- Task prompt
Every line with "OrderItem" in it should be copied from the data.

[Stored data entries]
= Beginning of Section =

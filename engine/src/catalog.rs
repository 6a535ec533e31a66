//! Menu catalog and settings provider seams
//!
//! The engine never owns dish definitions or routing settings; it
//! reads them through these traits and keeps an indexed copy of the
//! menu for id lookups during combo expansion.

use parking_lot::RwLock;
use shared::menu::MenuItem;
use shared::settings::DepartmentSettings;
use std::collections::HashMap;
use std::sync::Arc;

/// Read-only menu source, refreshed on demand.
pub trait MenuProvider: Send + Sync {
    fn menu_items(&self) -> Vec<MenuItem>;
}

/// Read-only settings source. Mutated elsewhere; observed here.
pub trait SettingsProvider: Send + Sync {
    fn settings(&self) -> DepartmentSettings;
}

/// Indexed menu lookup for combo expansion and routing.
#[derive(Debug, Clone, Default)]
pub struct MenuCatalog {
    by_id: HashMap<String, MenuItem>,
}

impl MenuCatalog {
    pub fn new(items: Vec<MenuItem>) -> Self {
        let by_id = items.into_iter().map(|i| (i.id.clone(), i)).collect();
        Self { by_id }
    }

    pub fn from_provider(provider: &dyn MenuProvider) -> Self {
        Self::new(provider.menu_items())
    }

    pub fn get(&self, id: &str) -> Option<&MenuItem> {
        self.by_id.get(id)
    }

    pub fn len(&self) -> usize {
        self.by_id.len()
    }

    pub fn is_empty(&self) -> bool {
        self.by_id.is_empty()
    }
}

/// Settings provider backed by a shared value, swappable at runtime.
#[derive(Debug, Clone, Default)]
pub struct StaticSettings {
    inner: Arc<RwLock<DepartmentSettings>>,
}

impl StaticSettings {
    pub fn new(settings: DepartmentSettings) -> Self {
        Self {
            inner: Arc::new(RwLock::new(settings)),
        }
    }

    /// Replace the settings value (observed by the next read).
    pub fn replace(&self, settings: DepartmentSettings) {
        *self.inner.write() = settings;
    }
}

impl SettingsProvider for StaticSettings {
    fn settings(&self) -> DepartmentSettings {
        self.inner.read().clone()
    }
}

= End of Section =
= Beginning of Section =

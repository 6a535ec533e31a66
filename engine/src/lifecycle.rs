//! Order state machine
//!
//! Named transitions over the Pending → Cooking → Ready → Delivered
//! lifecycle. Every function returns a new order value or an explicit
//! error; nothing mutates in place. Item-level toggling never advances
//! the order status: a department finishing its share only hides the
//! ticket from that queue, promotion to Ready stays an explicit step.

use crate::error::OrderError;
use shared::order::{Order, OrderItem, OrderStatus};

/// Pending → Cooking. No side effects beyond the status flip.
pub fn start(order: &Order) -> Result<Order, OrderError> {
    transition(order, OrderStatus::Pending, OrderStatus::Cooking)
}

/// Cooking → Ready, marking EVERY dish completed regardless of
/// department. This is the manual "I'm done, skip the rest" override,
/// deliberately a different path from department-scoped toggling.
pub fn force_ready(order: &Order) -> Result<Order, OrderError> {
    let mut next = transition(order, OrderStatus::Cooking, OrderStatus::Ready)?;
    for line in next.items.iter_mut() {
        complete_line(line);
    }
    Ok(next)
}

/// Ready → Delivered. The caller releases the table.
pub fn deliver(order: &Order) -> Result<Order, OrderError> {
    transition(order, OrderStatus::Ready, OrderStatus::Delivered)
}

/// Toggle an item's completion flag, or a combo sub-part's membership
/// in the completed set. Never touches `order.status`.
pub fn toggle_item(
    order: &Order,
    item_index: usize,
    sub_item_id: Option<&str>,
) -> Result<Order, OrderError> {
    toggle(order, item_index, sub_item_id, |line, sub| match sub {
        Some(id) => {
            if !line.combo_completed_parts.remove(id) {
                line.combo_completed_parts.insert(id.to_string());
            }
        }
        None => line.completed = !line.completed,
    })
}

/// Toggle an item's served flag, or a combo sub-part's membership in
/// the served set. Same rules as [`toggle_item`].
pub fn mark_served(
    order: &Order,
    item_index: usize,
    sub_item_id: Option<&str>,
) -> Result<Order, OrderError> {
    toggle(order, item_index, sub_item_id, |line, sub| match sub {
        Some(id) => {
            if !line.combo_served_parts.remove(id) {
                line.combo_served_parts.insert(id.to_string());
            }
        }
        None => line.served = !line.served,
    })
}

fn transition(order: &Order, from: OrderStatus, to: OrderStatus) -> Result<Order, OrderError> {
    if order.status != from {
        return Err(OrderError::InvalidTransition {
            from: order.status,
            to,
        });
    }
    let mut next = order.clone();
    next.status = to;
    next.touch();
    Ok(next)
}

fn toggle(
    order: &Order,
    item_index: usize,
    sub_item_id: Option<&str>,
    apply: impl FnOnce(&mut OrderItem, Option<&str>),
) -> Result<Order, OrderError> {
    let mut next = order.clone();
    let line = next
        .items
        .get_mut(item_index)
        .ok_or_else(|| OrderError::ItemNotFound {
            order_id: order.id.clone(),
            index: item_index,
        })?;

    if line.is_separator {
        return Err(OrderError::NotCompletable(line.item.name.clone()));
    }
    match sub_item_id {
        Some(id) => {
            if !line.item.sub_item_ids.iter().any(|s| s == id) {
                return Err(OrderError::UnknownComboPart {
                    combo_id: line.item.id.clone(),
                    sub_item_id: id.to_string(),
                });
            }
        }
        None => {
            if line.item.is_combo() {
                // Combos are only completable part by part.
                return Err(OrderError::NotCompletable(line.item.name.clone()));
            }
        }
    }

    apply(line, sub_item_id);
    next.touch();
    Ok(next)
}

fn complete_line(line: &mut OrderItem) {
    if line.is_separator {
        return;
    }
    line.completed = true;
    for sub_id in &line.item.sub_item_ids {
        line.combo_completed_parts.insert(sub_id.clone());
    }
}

= End of Section =
= Beginning of Section =

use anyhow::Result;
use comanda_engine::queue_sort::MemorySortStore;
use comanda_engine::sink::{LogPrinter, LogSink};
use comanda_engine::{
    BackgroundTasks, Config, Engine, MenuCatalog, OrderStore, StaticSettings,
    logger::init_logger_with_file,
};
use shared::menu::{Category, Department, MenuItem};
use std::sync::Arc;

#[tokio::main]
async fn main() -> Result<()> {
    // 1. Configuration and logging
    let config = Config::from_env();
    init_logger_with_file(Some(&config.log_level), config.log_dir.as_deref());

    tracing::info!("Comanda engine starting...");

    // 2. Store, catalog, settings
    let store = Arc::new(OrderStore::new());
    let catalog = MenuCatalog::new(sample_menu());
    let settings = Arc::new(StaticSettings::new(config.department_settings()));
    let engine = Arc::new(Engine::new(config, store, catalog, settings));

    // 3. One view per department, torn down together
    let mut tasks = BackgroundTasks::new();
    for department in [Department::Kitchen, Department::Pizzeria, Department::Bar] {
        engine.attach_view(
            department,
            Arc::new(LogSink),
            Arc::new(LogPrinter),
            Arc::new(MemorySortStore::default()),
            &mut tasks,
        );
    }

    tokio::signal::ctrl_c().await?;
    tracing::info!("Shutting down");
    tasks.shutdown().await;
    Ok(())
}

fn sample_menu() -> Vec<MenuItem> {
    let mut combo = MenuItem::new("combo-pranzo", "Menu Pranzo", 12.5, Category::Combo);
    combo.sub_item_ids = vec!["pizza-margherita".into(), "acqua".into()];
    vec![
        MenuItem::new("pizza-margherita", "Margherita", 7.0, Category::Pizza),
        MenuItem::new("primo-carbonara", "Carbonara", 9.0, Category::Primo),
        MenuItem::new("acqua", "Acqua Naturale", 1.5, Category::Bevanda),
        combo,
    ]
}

= End of Section =

- Final answer
use shared::order::{Order, OrderItem, OrderStatus};
    apply: impl FnOnce(&mut OrderItem, Option<&str>),
fn complete_line(line: &mut OrderItem) {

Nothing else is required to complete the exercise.